[Stored data entries]
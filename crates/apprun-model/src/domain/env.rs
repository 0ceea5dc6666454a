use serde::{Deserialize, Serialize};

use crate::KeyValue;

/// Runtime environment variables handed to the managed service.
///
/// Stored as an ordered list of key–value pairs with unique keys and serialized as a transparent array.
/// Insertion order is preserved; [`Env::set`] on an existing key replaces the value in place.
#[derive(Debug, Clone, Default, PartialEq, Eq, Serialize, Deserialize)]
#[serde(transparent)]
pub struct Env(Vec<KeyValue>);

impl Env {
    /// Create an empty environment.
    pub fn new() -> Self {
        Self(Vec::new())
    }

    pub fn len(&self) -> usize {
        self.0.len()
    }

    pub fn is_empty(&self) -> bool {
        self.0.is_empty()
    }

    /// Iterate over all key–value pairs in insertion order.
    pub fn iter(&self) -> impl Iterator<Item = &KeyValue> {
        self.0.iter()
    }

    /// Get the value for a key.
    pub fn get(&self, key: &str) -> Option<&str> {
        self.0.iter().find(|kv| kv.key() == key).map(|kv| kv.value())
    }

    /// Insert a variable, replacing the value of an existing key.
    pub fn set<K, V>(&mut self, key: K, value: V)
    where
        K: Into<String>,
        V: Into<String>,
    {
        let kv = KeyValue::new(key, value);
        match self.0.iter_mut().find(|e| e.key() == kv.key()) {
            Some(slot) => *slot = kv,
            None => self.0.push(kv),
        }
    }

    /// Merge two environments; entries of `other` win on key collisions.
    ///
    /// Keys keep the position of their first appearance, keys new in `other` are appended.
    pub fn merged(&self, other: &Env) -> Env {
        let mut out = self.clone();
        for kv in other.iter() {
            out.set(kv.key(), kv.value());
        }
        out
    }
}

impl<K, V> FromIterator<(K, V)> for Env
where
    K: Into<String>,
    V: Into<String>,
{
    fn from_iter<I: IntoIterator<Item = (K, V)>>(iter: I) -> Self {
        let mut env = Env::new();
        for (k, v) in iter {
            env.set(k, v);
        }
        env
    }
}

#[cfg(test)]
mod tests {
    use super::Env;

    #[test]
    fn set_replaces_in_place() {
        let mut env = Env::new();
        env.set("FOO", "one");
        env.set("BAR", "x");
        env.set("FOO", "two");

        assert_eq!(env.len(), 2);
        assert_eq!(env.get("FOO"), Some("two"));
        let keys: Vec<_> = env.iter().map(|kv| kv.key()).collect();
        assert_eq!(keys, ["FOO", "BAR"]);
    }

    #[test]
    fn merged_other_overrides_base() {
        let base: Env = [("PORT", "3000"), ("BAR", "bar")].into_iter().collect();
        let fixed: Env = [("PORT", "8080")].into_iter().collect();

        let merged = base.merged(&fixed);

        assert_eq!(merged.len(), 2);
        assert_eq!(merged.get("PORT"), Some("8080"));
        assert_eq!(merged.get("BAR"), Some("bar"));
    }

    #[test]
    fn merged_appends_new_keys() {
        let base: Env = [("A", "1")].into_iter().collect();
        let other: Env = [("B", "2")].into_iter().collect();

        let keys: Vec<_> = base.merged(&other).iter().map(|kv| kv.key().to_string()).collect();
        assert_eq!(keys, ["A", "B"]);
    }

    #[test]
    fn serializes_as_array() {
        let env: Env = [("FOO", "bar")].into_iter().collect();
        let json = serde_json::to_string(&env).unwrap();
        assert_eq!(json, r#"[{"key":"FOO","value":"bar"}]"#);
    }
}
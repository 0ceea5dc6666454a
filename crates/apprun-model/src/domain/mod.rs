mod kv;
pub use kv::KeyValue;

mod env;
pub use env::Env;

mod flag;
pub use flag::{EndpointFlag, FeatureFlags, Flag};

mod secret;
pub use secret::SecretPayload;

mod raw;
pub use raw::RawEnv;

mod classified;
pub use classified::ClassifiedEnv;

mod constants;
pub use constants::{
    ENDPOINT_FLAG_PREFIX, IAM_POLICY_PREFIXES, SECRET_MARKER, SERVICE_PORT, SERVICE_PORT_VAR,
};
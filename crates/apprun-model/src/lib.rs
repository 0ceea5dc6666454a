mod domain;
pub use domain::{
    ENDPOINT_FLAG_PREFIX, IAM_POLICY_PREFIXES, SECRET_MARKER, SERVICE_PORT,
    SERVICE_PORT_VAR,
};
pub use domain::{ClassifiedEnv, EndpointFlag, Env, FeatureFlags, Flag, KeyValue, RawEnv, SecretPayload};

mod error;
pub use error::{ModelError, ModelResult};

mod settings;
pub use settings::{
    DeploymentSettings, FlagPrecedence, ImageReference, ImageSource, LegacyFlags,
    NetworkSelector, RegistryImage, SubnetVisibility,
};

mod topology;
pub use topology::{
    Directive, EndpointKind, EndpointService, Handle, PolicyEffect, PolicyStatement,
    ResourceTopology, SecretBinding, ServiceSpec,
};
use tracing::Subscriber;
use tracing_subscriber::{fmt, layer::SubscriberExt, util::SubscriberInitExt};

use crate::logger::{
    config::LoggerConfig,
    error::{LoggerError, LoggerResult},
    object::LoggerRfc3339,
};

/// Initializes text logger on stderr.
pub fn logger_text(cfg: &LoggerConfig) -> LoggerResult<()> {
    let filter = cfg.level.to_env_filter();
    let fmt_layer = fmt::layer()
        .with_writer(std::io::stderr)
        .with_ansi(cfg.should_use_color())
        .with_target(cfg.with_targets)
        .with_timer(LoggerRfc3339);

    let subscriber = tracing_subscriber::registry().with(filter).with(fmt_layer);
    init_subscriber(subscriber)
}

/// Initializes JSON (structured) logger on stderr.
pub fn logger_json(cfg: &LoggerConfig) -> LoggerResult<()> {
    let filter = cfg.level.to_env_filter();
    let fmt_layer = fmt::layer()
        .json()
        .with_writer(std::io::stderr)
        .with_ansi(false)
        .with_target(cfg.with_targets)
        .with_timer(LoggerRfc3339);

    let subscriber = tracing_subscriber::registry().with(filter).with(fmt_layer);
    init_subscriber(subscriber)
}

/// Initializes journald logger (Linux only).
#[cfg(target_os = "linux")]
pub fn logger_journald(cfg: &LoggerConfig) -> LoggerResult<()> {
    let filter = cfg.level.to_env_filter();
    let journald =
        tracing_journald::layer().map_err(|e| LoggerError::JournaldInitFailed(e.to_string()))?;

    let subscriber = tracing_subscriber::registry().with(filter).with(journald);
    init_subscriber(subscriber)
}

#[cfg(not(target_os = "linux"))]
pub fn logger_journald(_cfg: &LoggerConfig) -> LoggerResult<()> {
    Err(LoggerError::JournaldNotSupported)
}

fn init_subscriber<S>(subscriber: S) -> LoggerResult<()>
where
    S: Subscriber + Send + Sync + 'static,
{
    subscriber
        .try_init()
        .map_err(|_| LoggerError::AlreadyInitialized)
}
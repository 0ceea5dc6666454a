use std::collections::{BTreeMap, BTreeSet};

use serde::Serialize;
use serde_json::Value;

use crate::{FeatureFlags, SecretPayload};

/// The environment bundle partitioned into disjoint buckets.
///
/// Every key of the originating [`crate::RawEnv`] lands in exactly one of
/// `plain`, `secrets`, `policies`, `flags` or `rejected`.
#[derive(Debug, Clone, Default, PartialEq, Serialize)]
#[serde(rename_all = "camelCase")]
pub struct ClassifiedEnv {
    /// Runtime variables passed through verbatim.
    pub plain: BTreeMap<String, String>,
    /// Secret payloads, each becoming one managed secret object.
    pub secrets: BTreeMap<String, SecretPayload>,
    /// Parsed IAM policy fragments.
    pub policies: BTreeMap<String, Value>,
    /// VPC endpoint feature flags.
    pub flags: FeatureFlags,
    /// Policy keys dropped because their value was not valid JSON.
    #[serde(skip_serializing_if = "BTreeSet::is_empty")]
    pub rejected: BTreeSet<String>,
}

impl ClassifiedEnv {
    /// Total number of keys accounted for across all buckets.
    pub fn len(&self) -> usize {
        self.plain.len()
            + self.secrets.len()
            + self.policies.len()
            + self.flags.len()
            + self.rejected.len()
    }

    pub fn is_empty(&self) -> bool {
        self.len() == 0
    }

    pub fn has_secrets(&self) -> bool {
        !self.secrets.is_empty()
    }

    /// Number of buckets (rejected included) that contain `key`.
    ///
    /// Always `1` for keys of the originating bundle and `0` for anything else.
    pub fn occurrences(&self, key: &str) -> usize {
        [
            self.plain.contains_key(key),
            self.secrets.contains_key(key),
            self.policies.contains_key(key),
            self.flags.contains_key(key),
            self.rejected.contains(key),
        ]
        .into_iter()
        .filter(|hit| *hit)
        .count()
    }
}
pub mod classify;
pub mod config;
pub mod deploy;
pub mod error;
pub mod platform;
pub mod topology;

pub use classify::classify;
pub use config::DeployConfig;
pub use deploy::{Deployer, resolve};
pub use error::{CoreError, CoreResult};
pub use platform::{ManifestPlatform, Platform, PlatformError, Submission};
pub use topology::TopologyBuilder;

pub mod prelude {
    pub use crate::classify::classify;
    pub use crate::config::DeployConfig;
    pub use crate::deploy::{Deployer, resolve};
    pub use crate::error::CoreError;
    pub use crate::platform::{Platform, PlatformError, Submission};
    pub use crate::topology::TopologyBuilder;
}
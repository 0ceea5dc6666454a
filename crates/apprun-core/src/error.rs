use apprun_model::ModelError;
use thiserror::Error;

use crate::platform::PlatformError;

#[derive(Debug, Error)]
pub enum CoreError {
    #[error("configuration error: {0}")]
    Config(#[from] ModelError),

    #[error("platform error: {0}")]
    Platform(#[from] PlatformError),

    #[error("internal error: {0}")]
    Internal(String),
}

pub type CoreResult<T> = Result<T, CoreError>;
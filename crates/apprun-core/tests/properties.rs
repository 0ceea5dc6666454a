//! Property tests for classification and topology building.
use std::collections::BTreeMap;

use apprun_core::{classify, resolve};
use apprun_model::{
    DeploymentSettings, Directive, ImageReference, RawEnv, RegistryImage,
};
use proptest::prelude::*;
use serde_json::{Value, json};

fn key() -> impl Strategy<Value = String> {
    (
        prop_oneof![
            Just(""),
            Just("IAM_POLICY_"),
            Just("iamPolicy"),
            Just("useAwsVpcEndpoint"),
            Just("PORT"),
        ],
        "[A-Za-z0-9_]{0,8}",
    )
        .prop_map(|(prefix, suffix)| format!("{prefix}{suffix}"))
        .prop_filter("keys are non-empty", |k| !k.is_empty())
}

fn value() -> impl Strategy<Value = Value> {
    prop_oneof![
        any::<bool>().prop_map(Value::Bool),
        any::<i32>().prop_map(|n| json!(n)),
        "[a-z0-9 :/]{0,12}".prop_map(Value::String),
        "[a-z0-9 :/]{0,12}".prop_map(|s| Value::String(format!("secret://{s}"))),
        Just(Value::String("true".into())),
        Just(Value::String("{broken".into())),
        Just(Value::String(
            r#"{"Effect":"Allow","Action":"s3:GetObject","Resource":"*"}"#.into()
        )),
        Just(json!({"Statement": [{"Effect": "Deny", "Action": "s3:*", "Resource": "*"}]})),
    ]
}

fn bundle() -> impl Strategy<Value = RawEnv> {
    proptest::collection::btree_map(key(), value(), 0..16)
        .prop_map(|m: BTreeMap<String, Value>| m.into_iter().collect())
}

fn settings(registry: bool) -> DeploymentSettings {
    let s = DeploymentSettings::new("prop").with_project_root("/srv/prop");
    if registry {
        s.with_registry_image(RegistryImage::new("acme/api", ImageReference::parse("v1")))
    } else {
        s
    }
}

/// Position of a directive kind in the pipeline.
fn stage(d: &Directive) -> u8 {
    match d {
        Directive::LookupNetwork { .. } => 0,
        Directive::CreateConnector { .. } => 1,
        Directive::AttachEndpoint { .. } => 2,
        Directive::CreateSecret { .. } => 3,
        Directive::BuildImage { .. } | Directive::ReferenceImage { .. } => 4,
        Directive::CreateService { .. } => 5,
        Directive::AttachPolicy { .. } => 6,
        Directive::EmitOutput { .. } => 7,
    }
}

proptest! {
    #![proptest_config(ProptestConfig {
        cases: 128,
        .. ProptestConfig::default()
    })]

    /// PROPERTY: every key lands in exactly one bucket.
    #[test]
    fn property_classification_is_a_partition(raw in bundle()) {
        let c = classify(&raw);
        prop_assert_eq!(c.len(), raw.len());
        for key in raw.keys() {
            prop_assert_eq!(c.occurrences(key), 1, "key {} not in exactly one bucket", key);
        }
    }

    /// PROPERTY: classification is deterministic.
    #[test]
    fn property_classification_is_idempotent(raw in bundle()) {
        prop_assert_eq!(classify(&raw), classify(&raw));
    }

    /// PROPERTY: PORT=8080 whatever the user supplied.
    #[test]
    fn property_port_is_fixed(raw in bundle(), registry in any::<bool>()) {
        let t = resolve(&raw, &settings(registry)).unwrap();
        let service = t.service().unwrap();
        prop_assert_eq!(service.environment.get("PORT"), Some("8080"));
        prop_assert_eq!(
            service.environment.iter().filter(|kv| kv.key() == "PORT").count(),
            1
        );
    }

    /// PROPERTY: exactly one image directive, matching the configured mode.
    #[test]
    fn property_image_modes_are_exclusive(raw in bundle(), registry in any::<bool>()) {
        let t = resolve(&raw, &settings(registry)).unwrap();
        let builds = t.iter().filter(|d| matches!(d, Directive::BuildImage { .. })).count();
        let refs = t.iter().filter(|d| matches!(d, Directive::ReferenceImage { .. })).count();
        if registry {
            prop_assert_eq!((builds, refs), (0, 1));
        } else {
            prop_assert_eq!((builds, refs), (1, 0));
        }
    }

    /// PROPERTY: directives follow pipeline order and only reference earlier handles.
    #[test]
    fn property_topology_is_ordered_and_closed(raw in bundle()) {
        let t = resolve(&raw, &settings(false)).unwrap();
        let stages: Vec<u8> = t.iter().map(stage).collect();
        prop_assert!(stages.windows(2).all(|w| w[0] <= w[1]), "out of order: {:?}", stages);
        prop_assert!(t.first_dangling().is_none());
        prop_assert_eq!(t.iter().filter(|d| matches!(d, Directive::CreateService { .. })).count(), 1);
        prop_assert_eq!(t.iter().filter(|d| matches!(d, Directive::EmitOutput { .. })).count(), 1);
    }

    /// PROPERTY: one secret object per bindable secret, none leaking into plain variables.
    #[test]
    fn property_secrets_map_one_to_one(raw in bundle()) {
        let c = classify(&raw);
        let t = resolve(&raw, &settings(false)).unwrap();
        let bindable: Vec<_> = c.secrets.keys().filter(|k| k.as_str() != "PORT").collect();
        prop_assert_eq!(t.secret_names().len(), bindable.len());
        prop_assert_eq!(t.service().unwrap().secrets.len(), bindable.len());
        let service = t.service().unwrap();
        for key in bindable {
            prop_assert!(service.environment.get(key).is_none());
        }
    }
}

### [Problem]
Isolate the lines above that contain the word "originating" and copy them.

### [Answer to the problem]
/// Every key of the originating [`crate::RawEnv`] lands in exactly one of
    /// Always `1` for keys of the originating bundle and `0` for anything else.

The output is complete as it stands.